[Extracted records]
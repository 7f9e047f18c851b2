//! # Lightweight
//!
//! A minimal, schema-less binary codec. A value is encoded into a compact bytestring that carries no type information at all; decoding requires a destination of matching shape, and it is that shape alone which decides how the bytes are interpreted.
//!
//! ```
//! use lightweight::*;
//!
//! let enc = encode(&vec![2i64, -1432478247832253454, 3, -7]).unwrap();
//!
//! let mut dest: Vec<i64> = vec![];
//! decode(&enc, &mut dest).unwrap();
//! assert_eq!(dest, vec![2, -1432478247832253454, 3, -7]);
//! ```
//!
//! ## Wire Format
//!
//! | Category | Encoding |
//! |---|---|
//! | `bool` | one byte, `1` for true and `0` for false; decoding treats every byte other than `1` as false |
//! | unsigned integers | LEB128 varint of the value, regardless of width |
//! | signed integers | zig-zag varint of the value, regardless of width |
//! | `f32`, `f64` | unsigned varint of the IEEE 754 bit pattern |
//! | text | length prefix, then the UTF-8 bytes |
//! | sequences and arrays | element count, then every element in order |
//! | maps | pair count, then key and value of every pair |
//! | aggregates | every public field in declaration order, nothing else |
//!
//! Every length and count is a *signed* zig-zag varint (see [`varint`]), so the empty text, sequence or map is the single byte `0x00`. Integer decoding narrows to the destination width with a truncating cast. Fixed-size arrays must find exactly their own length in the encoding.
//!
//! ## Traits
//!
//! The [`Encodable`] and [`Decodable`] traits describe how to convert between values and bytestrings. They are implemented for the closed set of supported categories: [`bool`], all primitive integers, [`f32`], [`f64`], [`String`], [`str`], [`RawText`], [`Vec`], slices, arrays, [`HashMap`](std::collections::HashMap), [`BTreeMap`](std::collections::BTreeMap), tuples, `()`, and structs declared with [`aggregate!`]. Types outside of that set do not implement the traits, so trying to encode them is a type error. [`EncodableKnownSize`] computes the size of an encoding without performing it.
//!
//! The traits encode into any [`BulkConsumer`](ufotofu::BulkConsumer) and decode from any [`BulkProducer`](ufotofu::BulkProducer) of bytes. Their methods are `async` only so that they can work with asynchronous byte sources and sinks; [`encode`], [`decode`] and friends drive them to completion on in-memory buffers.
//!
//! ## Dynamic Values
//!
//! When the shape of a value is only known at runtime, the [`dynamic`] module offers the [`Value`](dynamic::Value) and [`Shape`](dynamic::Shape) types, with [`encode_value`] and [`decode_value`] as entry points. Both representations share the same wire format.
//!
//! ## Property Testing
//!
//! When the `dev` feature is enabled, the [`invariants`] module provides helpers for checking the properties every codec of this crate upholds, and the crate root provides the [`fuzz_invariants!`] macro for [fuzz testing](https://rust-fuzz.github.io/book/introduction.html) them.

use core::convert::Infallible;

use ufotofu::consumer::IntoVec;
use ufotofu::producer::FromSlice;

pub use ufotofu;

#[cfg(feature = "dev")]
pub mod invariants;

mod error;
pub use error::*;

mod encode;
pub use encode::*;

mod decode;
pub use decode::*;

pub mod varint;

mod scalar;

mod text;
pub use text::RawText;

mod sequence;
pub use sequence::PREALLOCATION_LIMIT;

mod map;

mod aggregate;

pub mod dynamic;
use dynamic::{Shape, Value};

/// Encodes a value into a fresh byte vector.
///
/// ```
/// use lightweight::*;
///
/// assert_eq!(encode(&-2137i64).unwrap(), [0xb1, 0x21]);
/// assert_eq!(encode("").unwrap(), [0x00]);
/// ```
pub fn encode<T>(value: &T) -> Result<Vec<u8>, EncodeError<Infallible>>
where
    T: Encodable + ?Sized,
{
    let mut consumer = IntoVec::new();

    match pollster::block_on(value.encode(&mut consumer)) {
        Ok(()) => {
            let enc = consumer.into_vec();
            tracing::trace!(len = enc.len(), "encoded value");
            Ok(enc)
        }
        Err(EncodeError::UnsupportedType(name)) => {
            tracing::debug!(%name, "cannot encode value of unsupported type");
            Err(EncodeError::UnsupportedType(name))
        }
        Err(EncodeError::Consumer(_)) => unreachable!("IntoVec never errors"),
    }
}

/// Decodes `bytes` into the given destination, whose type determines how the bytes are read.
///
/// Decoding happens in place: the non-encoded fields of aggregates keep their values (see [`Decodable::decode_into`]). If decoding fails, an aggregate destination may be left partially updated, while any other destination is left as it was. Any bytes following the encoding are ignored; use [`decode_prefix`] to find out how many bytes were read.
///
/// ```
/// use lightweight::*;
///
/// let mut dest = String::new();
/// decode(&[32, b't', b'w', b'o', b'j', b'a', b' ', b's', b't', b'a', b'r', b'a', b' ', b'X', b'D', b'D', b'D'], &mut dest).unwrap();
/// assert_eq!(dest, "twoja stara XDDD");
///
/// assert_eq!(
///     decode(&[0xac], &mut 0u16),
///     Err(DecodeError::UnexpectedEndOfInput(()))
/// );
/// ```
pub fn decode<T>(bytes: &[u8], destination: &mut T) -> Result<(), DecodeError<(), Infallible>>
where
    T: Decodable,
{
    let mut producer = FromSlice::new(bytes);

    match pollster::block_on(destination.decode_into(&mut producer)) {
        Ok(()) => {
            let len = producer.produced_so_far().len();
            tracing::trace!(len, trailing = bytes.len() - len, "decoded value in place");
            Ok(())
        }
        Err(err) => {
            tracing::debug!(
                %err,
                consumed = producer.produced_so_far().len(),
                "failed to decode value in place"
            );
            Err(err)
        }
    }
}

/// Decodes a value of type `T` from the start of `bytes`, ignoring any trailing bytes.
pub fn decode_from_slice<T>(bytes: &[u8]) -> Result<T, DecodeError<(), Infallible>>
where
    T: Decodable,
{
    decode_prefix(bytes).map(|(value, _)| value)
}

/// Decodes a value of type `T` from the start of `bytes`, and returns it together with the number of bytes its encoding occupied.
///
/// ```
/// use lightweight::*;
///
/// let mut enc = encode(&300u32).unwrap();
/// enc.extend_from_slice(&[1, 2, 3]);
/// assert_eq!(decode_prefix::<u32>(&enc), Ok((300, 2)));
/// ```
pub fn decode_prefix<T>(bytes: &[u8]) -> Result<(T, usize), DecodeError<(), Infallible>>
where
    T: Decodable,
{
    let mut producer = FromSlice::new(bytes);

    match pollster::block_on(T::decode(&mut producer)) {
        Ok(value) => {
            let len = producer.produced_so_far().len();
            tracing::trace!(len, trailing = bytes.len() - len, "decoded value");
            Ok((value, len))
        }
        Err(err) => {
            tracing::debug!(
                %err,
                consumed = producer.produced_so_far().len(),
                "failed to decode value"
            );
            Err(err)
        }
    }
}

/// Encodes a dynamic [`Value`]. Fails with [`EncodeError::UnsupportedType`] if it reaches a [`Value::Opaque`].
///
/// ```
/// use lightweight::*;
/// use lightweight::dynamic::Value;
///
/// let value = Value::Seq(vec![Value::Signed(-1), Value::Signed(1)]);
/// assert_eq!(encode_value(&value).unwrap(), encode(&[-1i8, 1]).unwrap());
/// ```
pub fn encode_value(value: &Value) -> Result<Vec<u8>, EncodeError<Infallible>> {
    encode(value)
}

/// Decodes a dynamic [`Value`] of the given [`Shape`] from the start of `bytes`, ignoring any trailing bytes.
///
/// ```
/// use lightweight::*;
/// use lightweight::dynamic::{IntWidth, Shape, Value};
///
/// let shape = Shape::Seq(Box::new(Shape::Unsigned(IntWidth::Eight)));
/// assert_eq!(
///     decode_value(&[4, 7, 0xac, 0x02], &shape),
///     Ok(Value::Seq(vec![Value::Unsigned(7), Value::Unsigned(44)]))
/// );
/// ```
pub fn decode_value(bytes: &[u8], shape: &Shape) -> Result<Value, DecodeError<(), Infallible>> {
    let mut producer = FromSlice::new(bytes);

    match pollster::block_on(Value::decode_as(shape, &mut producer)) {
        Ok(value) => {
            tracing::trace!(
                len = producer.produced_so_far().len(),
                %shape,
                "decoded dynamic value"
            );
            Ok(value)
        }
        Err(err) => {
            tracing::debug!(%err, %shape, "failed to decode dynamic value");
            Err(err)
        }
    }
}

> [TASK TO CARRY OUT]
Return all lines from the data above with "invariants" in them.

> [OUTPUT FOR THIS TASK]
//! When the `dev` feature is enabled, the [`invariants`] module provides helpers for checking the properties every codec of this crate upholds, and the crate root provides the [`fuzz_invariants!`] macro for [fuzz testing](https://rust-fuzz.github.io/book/introduction.html) them.
pub mod invariants;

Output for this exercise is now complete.